(Collected data)
[Start of Attachment]

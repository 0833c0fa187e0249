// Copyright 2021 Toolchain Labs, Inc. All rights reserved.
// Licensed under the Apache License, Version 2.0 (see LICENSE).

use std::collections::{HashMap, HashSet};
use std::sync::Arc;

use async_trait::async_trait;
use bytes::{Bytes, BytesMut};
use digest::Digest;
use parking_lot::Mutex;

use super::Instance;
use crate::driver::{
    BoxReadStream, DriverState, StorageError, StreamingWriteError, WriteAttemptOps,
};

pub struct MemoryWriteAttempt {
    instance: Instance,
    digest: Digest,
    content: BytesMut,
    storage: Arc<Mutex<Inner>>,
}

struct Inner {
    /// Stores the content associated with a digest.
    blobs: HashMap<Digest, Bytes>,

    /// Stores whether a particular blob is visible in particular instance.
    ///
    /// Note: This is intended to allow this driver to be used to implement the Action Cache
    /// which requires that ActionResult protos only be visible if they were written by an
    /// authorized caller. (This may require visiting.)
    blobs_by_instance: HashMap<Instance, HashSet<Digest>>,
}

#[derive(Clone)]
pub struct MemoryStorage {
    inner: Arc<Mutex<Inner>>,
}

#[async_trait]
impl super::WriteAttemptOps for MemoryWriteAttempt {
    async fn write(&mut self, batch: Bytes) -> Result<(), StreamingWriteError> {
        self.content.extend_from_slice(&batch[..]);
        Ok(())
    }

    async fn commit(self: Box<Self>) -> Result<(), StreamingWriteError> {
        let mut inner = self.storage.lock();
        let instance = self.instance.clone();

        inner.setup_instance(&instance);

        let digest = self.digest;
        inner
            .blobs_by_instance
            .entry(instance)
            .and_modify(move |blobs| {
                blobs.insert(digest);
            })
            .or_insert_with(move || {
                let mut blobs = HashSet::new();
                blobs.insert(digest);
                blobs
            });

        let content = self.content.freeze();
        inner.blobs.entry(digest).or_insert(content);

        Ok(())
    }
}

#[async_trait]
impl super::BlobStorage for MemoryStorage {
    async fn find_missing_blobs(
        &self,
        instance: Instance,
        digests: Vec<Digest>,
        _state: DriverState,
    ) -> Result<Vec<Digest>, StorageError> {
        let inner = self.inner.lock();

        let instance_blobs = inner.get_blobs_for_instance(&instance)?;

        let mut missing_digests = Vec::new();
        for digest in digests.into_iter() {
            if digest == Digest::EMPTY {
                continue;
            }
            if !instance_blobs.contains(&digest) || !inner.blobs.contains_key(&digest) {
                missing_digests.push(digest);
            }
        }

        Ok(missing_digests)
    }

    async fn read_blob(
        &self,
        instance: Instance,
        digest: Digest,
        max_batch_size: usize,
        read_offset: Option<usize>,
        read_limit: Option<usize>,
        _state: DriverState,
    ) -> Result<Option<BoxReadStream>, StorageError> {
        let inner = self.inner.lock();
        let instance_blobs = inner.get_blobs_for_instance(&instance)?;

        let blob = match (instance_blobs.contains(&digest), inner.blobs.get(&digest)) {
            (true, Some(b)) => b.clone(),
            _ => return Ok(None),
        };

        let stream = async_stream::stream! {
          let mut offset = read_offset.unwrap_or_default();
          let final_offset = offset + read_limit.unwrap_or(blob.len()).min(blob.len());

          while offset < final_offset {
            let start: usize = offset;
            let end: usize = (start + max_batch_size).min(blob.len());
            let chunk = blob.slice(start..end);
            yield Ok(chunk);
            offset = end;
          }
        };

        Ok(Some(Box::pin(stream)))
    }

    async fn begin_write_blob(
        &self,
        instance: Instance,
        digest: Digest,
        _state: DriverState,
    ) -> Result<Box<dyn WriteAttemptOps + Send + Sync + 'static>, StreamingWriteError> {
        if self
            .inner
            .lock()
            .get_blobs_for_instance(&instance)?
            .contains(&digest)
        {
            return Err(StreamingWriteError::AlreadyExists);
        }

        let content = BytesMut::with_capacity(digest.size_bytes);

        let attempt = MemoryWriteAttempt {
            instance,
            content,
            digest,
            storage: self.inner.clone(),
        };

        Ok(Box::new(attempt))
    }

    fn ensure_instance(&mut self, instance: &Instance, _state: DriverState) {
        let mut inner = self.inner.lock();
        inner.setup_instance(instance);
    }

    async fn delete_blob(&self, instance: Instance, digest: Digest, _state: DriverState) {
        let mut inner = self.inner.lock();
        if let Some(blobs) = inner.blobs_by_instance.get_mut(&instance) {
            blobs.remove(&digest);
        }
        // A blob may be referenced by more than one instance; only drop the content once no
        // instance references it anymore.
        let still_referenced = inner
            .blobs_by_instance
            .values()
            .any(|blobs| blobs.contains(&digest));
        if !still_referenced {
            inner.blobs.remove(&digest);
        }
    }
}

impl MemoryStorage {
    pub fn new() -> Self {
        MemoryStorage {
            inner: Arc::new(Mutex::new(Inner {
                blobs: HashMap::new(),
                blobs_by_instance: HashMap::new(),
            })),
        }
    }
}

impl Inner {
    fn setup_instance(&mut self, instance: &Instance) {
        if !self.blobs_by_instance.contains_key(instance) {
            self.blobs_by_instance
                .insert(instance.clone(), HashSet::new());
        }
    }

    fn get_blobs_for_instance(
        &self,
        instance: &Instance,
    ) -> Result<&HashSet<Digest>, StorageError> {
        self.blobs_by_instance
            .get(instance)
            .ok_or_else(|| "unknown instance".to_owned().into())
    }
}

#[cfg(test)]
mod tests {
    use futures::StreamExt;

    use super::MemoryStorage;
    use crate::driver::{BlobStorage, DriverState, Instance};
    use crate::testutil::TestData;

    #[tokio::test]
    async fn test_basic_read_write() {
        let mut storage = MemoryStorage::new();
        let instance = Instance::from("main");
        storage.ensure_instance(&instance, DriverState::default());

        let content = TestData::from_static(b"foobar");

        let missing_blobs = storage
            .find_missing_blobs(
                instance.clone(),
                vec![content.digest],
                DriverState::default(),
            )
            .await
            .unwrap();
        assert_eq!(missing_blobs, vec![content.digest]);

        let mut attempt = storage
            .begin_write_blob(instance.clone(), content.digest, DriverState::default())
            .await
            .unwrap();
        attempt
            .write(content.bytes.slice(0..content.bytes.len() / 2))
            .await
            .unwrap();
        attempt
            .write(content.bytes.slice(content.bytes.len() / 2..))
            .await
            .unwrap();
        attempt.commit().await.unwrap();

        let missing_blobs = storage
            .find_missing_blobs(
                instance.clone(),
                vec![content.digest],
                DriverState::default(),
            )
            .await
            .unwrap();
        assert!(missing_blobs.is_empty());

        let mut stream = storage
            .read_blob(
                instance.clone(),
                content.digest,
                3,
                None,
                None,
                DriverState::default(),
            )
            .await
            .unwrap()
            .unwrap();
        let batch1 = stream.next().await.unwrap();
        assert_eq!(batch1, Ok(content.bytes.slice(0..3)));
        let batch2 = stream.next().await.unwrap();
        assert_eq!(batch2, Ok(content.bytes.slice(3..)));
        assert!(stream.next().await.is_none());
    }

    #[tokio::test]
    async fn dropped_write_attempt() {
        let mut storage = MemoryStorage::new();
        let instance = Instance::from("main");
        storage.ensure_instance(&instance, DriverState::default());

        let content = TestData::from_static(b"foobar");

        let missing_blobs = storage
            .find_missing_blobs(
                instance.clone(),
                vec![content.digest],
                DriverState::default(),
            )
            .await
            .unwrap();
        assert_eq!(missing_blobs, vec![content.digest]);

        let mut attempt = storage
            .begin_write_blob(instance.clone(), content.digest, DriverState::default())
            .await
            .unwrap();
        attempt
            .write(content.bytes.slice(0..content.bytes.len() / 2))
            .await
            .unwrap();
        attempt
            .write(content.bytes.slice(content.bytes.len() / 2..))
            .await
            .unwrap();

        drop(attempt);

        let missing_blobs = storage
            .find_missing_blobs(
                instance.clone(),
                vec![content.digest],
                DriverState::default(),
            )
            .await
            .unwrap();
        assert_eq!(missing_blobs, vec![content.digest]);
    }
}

[End of Attachment]
[Start of Attachment]

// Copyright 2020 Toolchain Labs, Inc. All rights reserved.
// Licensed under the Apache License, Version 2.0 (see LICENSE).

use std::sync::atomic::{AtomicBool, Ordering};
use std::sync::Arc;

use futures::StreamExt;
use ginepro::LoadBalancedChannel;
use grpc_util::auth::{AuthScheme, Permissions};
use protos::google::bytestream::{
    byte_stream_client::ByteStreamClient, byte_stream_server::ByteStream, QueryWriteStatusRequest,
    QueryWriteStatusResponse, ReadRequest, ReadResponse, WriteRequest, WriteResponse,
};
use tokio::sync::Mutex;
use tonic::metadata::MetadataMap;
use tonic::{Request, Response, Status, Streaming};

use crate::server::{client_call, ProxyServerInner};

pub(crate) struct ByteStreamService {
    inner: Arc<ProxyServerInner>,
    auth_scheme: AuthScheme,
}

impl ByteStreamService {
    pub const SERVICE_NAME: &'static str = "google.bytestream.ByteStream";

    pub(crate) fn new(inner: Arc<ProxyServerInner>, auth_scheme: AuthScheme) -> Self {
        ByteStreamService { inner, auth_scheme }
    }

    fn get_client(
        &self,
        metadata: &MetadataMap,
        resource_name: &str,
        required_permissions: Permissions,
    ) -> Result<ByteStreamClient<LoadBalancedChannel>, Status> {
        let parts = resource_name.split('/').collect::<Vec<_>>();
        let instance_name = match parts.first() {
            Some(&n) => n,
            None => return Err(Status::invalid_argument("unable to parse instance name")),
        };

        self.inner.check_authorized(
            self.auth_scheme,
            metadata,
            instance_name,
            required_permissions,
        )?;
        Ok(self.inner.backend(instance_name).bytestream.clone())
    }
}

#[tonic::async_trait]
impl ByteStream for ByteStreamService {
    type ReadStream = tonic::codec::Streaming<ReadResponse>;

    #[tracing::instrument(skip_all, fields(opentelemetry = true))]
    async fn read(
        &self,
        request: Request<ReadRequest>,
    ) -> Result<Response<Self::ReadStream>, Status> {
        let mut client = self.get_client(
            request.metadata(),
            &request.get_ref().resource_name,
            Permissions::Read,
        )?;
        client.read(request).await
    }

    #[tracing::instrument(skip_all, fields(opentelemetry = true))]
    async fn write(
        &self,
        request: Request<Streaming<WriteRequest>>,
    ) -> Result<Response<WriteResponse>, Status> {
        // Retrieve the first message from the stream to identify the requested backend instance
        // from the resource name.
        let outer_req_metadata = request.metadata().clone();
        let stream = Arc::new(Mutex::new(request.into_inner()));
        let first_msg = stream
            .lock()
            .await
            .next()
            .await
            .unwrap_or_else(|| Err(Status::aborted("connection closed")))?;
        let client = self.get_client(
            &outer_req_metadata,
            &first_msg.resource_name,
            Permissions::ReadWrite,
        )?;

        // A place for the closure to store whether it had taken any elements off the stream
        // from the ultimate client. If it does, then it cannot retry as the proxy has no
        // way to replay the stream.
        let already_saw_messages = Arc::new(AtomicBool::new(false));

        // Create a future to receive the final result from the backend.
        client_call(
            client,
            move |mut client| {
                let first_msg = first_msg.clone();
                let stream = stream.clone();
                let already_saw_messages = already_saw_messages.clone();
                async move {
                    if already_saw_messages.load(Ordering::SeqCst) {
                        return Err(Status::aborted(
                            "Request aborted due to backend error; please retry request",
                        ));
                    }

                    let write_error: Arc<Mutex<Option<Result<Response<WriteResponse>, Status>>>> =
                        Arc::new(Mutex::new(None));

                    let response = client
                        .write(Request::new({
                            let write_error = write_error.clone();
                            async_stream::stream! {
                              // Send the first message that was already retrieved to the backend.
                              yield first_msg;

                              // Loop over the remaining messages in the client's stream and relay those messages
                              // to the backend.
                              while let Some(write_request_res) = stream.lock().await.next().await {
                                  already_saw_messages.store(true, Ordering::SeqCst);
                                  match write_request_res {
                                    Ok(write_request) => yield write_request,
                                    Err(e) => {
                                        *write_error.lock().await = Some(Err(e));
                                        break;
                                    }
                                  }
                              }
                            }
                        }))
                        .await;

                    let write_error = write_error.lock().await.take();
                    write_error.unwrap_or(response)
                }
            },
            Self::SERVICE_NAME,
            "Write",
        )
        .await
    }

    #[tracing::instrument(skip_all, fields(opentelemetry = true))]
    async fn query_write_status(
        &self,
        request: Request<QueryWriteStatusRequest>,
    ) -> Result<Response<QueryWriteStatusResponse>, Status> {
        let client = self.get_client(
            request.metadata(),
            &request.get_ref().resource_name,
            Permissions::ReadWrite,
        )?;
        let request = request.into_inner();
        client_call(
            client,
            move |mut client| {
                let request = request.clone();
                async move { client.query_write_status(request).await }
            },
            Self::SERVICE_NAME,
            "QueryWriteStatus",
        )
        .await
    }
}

[End of Attachment]

*What is needed:*
Extract each line holding the word "aborted" from the records.

*Exercise answer:*
            .unwrap_or_else(|| Err(Status::aborted("connection closed")))?;
                        return Err(Status::aborted(
                            "Request aborted due to backend error; please retry request",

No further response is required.